(DATA PROVIDED)

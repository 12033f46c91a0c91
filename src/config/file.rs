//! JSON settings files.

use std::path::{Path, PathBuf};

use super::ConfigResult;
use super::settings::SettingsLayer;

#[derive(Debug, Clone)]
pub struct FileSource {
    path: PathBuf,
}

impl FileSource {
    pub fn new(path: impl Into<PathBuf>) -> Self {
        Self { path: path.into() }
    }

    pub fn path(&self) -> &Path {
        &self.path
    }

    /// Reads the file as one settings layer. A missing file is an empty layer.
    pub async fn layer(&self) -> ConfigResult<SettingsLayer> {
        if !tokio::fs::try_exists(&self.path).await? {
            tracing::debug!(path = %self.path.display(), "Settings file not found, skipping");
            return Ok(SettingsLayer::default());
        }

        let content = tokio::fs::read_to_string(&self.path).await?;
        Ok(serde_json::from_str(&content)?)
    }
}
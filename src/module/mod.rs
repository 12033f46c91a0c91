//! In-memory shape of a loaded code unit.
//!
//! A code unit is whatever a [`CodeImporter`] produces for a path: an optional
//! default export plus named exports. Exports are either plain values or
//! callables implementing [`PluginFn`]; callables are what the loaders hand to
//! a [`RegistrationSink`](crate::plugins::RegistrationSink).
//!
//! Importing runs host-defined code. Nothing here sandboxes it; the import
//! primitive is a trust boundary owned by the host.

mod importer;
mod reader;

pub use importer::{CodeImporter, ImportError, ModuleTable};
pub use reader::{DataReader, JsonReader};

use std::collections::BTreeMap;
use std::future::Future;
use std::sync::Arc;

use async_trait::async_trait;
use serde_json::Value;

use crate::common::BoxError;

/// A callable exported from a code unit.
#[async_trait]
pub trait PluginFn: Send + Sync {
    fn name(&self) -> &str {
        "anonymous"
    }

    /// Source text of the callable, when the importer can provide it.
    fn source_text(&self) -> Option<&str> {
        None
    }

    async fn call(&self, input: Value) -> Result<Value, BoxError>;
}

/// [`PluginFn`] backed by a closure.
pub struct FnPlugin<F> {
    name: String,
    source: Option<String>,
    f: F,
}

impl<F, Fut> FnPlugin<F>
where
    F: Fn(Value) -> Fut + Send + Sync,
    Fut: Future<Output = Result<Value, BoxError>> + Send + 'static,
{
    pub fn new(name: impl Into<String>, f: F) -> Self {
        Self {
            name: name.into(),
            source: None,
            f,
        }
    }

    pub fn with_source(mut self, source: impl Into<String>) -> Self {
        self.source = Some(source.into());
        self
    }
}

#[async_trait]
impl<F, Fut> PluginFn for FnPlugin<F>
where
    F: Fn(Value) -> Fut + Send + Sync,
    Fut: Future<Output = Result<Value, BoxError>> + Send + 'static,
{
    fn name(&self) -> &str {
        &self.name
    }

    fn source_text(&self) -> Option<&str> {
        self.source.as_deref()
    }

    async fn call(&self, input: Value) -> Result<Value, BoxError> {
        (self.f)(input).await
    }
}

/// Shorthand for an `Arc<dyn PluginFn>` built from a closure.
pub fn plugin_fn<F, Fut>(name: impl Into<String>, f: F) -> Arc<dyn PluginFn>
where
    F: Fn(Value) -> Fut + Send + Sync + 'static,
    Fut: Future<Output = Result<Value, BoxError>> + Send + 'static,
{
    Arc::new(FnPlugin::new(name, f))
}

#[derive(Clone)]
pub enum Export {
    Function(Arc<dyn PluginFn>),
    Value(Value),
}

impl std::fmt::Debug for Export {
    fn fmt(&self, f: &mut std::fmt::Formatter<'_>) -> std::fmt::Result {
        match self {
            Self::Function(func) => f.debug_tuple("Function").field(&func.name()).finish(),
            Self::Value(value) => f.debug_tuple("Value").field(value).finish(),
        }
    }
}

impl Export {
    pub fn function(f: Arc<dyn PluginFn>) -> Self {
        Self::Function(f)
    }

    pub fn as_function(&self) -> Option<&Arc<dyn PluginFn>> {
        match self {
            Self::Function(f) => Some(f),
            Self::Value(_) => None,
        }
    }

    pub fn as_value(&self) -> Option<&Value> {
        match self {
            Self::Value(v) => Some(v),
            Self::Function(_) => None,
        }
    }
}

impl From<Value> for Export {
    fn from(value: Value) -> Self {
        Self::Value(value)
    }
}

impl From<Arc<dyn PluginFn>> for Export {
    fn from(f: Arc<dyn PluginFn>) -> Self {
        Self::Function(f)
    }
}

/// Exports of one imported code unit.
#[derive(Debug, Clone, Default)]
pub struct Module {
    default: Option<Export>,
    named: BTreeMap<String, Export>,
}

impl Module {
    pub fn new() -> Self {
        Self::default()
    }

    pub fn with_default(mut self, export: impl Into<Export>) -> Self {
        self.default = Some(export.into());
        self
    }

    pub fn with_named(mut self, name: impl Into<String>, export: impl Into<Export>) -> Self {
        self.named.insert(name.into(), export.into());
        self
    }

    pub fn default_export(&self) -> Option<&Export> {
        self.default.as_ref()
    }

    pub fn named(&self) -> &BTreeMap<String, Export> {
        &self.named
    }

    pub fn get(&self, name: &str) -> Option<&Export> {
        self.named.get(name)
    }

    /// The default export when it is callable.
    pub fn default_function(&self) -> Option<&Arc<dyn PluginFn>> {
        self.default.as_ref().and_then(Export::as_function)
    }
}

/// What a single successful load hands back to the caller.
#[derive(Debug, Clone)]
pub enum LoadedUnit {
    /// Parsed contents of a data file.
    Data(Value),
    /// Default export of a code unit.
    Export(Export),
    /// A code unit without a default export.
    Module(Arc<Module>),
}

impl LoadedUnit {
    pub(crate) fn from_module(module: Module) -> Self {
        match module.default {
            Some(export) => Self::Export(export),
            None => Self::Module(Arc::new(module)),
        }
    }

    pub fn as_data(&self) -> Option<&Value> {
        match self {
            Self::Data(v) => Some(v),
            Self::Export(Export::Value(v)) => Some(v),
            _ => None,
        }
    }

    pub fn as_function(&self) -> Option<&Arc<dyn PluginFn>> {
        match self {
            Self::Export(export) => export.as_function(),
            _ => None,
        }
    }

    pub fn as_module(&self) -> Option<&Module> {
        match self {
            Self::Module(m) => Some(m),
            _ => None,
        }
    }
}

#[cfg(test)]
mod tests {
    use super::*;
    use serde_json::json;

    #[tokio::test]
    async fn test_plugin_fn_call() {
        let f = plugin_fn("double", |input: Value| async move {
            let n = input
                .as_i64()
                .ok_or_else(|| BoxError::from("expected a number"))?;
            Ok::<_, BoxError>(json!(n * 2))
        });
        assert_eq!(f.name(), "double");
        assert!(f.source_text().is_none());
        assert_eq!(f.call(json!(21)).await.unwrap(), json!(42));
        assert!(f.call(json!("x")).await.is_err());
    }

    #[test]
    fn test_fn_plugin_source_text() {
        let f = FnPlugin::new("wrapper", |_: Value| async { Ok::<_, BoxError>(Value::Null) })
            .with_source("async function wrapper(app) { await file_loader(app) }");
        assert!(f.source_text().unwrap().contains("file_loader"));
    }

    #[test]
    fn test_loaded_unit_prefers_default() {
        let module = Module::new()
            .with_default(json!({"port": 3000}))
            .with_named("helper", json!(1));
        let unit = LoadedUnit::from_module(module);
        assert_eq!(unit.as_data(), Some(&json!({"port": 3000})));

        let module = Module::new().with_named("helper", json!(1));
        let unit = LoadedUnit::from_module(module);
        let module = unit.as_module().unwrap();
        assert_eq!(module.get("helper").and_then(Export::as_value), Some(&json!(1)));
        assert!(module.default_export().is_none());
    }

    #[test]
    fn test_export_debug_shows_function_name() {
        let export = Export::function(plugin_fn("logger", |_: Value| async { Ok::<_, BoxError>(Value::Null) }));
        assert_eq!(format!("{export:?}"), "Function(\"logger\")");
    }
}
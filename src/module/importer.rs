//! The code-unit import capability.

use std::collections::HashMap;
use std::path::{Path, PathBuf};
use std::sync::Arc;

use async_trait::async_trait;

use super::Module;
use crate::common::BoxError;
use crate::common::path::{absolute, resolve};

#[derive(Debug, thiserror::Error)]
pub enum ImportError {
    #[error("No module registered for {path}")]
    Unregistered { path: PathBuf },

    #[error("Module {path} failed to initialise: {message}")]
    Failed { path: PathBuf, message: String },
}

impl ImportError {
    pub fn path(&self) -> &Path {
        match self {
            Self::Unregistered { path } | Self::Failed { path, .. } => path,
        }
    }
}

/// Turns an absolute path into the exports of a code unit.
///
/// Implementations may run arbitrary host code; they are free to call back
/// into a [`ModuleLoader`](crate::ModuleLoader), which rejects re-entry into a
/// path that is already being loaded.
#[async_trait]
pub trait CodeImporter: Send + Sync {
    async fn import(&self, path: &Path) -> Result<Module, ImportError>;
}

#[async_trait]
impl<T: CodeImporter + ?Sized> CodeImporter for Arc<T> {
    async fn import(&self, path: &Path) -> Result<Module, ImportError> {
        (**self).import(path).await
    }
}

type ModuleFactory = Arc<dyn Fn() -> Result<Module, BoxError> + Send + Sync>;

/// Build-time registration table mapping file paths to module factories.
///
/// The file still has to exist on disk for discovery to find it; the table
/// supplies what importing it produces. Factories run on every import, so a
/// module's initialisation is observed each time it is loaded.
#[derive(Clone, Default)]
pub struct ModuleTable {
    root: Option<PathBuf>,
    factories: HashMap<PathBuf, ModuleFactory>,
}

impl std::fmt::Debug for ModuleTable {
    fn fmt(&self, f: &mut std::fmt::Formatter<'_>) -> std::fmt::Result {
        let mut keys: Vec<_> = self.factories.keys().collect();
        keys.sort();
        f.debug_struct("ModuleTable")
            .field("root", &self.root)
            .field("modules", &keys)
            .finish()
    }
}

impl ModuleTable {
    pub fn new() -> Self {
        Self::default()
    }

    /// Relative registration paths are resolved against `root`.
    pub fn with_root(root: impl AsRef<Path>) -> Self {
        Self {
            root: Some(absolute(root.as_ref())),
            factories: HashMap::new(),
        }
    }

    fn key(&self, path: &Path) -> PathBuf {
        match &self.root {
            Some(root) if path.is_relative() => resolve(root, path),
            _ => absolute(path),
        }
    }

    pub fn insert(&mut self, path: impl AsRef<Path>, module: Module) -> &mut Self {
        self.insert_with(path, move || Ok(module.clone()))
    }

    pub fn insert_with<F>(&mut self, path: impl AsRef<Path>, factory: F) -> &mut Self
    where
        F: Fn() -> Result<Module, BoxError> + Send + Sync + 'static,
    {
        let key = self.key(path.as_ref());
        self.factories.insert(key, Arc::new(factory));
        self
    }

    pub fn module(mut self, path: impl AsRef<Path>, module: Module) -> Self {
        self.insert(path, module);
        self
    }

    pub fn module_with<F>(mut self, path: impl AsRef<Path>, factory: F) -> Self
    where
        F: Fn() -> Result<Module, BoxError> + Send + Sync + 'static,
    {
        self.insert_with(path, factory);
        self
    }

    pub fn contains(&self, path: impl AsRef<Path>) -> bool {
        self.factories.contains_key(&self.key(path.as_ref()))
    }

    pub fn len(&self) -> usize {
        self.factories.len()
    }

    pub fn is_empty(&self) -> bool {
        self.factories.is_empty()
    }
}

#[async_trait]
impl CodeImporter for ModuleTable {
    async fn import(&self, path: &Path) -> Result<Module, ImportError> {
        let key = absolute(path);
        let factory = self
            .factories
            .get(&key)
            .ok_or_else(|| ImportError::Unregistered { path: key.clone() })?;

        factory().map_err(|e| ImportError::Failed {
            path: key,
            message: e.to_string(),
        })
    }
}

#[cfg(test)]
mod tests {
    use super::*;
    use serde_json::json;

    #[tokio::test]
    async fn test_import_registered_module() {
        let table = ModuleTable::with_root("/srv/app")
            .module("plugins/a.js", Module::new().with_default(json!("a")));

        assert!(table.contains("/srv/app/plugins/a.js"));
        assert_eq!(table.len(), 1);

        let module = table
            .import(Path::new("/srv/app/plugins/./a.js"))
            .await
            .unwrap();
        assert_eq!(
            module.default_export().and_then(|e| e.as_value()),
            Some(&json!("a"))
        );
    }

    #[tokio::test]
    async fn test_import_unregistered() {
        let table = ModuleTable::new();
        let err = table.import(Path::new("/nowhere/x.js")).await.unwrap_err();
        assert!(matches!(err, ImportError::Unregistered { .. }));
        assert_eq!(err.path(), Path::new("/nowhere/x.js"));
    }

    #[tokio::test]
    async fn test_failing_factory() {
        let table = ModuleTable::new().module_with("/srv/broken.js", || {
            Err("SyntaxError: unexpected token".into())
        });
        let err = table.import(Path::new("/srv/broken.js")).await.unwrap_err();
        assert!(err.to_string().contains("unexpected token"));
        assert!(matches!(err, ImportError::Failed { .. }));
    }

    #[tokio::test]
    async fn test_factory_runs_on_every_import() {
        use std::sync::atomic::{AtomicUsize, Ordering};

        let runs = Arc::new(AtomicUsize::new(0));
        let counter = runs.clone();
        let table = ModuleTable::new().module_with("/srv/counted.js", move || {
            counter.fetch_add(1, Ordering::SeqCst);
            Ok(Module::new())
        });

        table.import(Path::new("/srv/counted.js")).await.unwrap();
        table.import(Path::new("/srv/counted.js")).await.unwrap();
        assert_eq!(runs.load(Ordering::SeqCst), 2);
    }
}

(End DATA PROVIDED)

▸ **THE PROBLEM**
Gather and copy every line of the data in which the string "finish" is found.

▸ **WRITTEN ANSWER**
            Self::Function(func) => f.debug_tuple("Function").field(&func.name()).finish(),
            Self::Value(value) => f.debug_tuple("Value").field(value).finish(),
            .finish()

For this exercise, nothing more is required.